The expected output is a copy of every line in the records with the string "await".

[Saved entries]
---

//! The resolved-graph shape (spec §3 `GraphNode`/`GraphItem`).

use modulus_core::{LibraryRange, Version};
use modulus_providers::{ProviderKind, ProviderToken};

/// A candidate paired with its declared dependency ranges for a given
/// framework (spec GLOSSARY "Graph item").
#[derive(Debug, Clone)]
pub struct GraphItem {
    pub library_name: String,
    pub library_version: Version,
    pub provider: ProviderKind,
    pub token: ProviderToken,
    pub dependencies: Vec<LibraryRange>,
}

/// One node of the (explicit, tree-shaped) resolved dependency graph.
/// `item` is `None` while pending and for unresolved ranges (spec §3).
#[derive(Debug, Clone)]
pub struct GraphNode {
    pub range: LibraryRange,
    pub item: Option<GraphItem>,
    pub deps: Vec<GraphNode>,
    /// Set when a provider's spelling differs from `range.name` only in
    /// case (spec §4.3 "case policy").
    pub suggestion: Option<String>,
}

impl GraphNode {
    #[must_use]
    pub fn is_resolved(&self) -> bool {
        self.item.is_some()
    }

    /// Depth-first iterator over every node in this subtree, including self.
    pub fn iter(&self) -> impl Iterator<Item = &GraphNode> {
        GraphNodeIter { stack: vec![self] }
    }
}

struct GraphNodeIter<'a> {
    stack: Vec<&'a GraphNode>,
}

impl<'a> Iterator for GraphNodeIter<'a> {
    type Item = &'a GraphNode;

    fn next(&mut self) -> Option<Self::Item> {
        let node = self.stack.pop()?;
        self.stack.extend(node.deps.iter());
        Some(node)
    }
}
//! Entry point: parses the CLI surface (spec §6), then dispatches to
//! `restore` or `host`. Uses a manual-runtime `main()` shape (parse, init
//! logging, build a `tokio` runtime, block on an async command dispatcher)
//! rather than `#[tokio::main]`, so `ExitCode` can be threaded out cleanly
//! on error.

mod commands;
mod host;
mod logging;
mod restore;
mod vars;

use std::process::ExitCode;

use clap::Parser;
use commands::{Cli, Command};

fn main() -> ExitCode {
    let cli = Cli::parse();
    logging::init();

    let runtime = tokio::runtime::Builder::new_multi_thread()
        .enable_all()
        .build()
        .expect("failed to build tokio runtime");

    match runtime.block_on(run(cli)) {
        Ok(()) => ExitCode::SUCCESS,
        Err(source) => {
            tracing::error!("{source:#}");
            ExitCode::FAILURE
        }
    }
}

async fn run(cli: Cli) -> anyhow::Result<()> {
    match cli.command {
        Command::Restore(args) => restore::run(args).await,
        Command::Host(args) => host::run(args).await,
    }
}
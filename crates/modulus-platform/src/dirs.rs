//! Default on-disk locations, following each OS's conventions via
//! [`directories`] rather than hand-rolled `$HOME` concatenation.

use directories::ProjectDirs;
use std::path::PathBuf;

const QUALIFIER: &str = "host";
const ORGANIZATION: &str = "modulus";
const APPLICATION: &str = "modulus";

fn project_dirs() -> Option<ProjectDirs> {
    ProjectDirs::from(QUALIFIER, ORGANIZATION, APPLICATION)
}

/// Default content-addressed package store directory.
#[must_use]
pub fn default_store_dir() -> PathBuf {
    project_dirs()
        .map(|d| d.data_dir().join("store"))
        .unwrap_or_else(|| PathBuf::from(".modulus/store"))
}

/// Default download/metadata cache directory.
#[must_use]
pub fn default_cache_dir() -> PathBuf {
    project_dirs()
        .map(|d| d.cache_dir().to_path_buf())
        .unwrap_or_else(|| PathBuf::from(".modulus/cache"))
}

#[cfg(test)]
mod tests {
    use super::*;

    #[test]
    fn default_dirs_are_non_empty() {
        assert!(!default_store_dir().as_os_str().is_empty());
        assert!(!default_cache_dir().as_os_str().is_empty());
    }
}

---

◆ Response
        Command::Restore(args) => restore::run(args).await,
        Command::Host(args) => host::run(args).await,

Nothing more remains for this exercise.